Part of the issue may be that you want to be present for the birth of your first lambs. If you can get over this you'll be much more relaxed. We saw our first lamb, lo those years ago, missed the second... saw the third. Last year? I swear, each of them dropped their lambs at 4 am without a peep and were laughing at us when we got up in the morning. Only one did I catch "in the act."

This year? Let's put it this way... I'm not doing midnight butt checks. If they get in trouble they'll start being vocal about it. So far, of course, I've caught the first two just as the mucus plug blew and been able to get them under cover. The first one I stuck around for, big twins, one bent back leg she probably would have managed herself. The second one I went grocery shopping and came home to wee twin ewe lambs and a mother tossing her horns and stomping at me in warning.

MY babies! I hate to think of how she'd reacted if I'd have hovered over her. She might well have rejected one or both lambs.

You'll recognize those udders though, even if you've never lambed before you'll look out there and your first thought will be "wow!" Followed by "eek.. that HAS to be painful!"


----------



## MommaSasquatch (Dec 5, 2005)

No huge udders yet. sigh. I've noticed definite slow enlargement, but nothing obvious. They are both looking kind of sunken around their pelvic bones like everything's loosening up back there. Doggone if one thing I read didn't say Icelandics often go around 143-146 days. So of course I expected it to be sooner than this. It's kind of like when my midwife swore to me that one of my kids would be two weeks early (and I knew better than to expect it but I sure hoped she was right!). Of course that meant he was a week late. As soon as you start expecting it God gives you a turn around to teach you how little control you really have over things..

Just what I needed, another lesson in patience.  

MC you are right, I WAS really hoping to be able to be there. I'm not doing midnight butt checks (It's more like 10 pm before bed and first thing when I wake up in the morning) but I probably could ease up a bit during the day. I start a job outside the home today so that will decide things somewhat. I simply won't be here in the afternoons and evenings so I'll have to let it go while I'm gone.


----------



## kesoaps (Dec 18, 2004)

Maddening, isn't it? I was off by a month with Dolly's date, so put through the agony of waiting an extra month while her udder just got bigger and bigger and bigger...


----------



## MorrisonCorner (Jul 27, 2004)

Don't worry about your Icelandics getting into trouble without you... provided you've been feeding decent (but not great) hay and not graining them they should throw modestly sized lambs on their own, just fine. Even my lambs usually lamb without my help. Nor, frankly, do they want any help.

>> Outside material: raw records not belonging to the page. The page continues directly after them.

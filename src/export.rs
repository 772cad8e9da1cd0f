//! CSV export of aggregate tables
//!
//! Numbers are rounded to [`EXPORT_PRECISION`] decimals as they are written; the
//! aggregate table itself keeps full precision. Undefined values are written as
//! empty cells.

use crate::analysis::AggregateTable;
use crate::common::constants::EXPORT_PRECISION;
use csv::Writer;
use std::fs::File;
use std::io::{BufWriter, Write};
use std::path::{Path, PathBuf};
use thiserror::Error;
use tracing::info;

/// Errors that can occur while exporting
#[derive(Error, Debug)]
pub enum ExportError {
    #[error("Failed to write '{path}': {source}")]
    FileWrite {
        path: PathBuf,
        #[source]
        source: std::io::Error,
    },

    #[error("Failed to encode CSV: {0}")]
    Csv(#[from] csv::Error),
}

type Result<T> = core::result::Result<T, ExportError>;

/// Writes `table` as CSV to `destination`, replacing any existing file.
///
/// The header names the group key followed by each aggregation alias.
pub fn export(table: &AggregateTable, destination: &Path) -> Result<()> {
    let file = File::create(destination).map_err(|source| ExportError::FileWrite {
        path: destination.to_path_buf(),
        source,
    })?;

    write_csv(table, BufWriter::new(file)).map_err(|e| match e {
        ExportError::Csv(e) if e.is_io_error() => ExportError::FileWrite {
            path: destination.to_path_buf(),
            source: match e.into_kind() {
                csv::ErrorKind::Io(source) => source,
                _ => std::io::Error::other("CSV writer failed"),
            },
        },
        other => other,
    })?;

    info!(path = %destination.display(), rows = table.len(), "exported summary");
    Ok(())
}

/// Writes `table` as CSV to any writer.
pub fn write_csv<W: Write>(table: &AggregateTable, writer: W) -> Result<()> {
    let mut writer = Writer::from_writer(writer);

    let mut header = vec![table.key_column()];
    header.extend(table.aliases().iter().map(String::as_str));
    writer.write_record(&header)?;

    for row in table.rows() {
        let mut record = vec![row.key.clone()];
        record.extend(
            row.values
                .iter()
                .map(|value| value.format(EXPORT_PRECISION, "")),
        );
        writer.write_record(&record)?;
    }

    writer.flush().map_err(csv::Error::from)?;
    Ok(())
}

That said, I know a farm who fed good alfalfa this year that is having very large (10-12 pound) lambs this year and having to pull a number of them out. Moderation in all things, including the quality of feed.


----------



## Hank - Narita (Aug 12, 2002)

Be very careful about over feeding them. We lost a ram (almost one year old) and a 4 month old ewe lamb from frothy bloat. Better to starve them than overfeed. Also do the over eating shots. Very necessary. Been there done that and learned the hard way.


----------



## Sprout (Dec 28, 2005)

On the contrary a starved ewe flock can get you nothing but poor, stunted, and aborted lambs. Overfeeding will not kill a sheep. If that were true you'd never see a fat one because they'd all be dead. Changing a diet too quickly can kill a sheep quite easily though. Frothy bloat is most commonly a legume intolerance but it can be caused by any rich feed. I would imagine that's not the case for your average ewe flock which has been on alfalfa ever since they bagged up if not all winter. I do agree totaly with the shots. An .80 cent investment in your $80 dollar lamb is well worth it. 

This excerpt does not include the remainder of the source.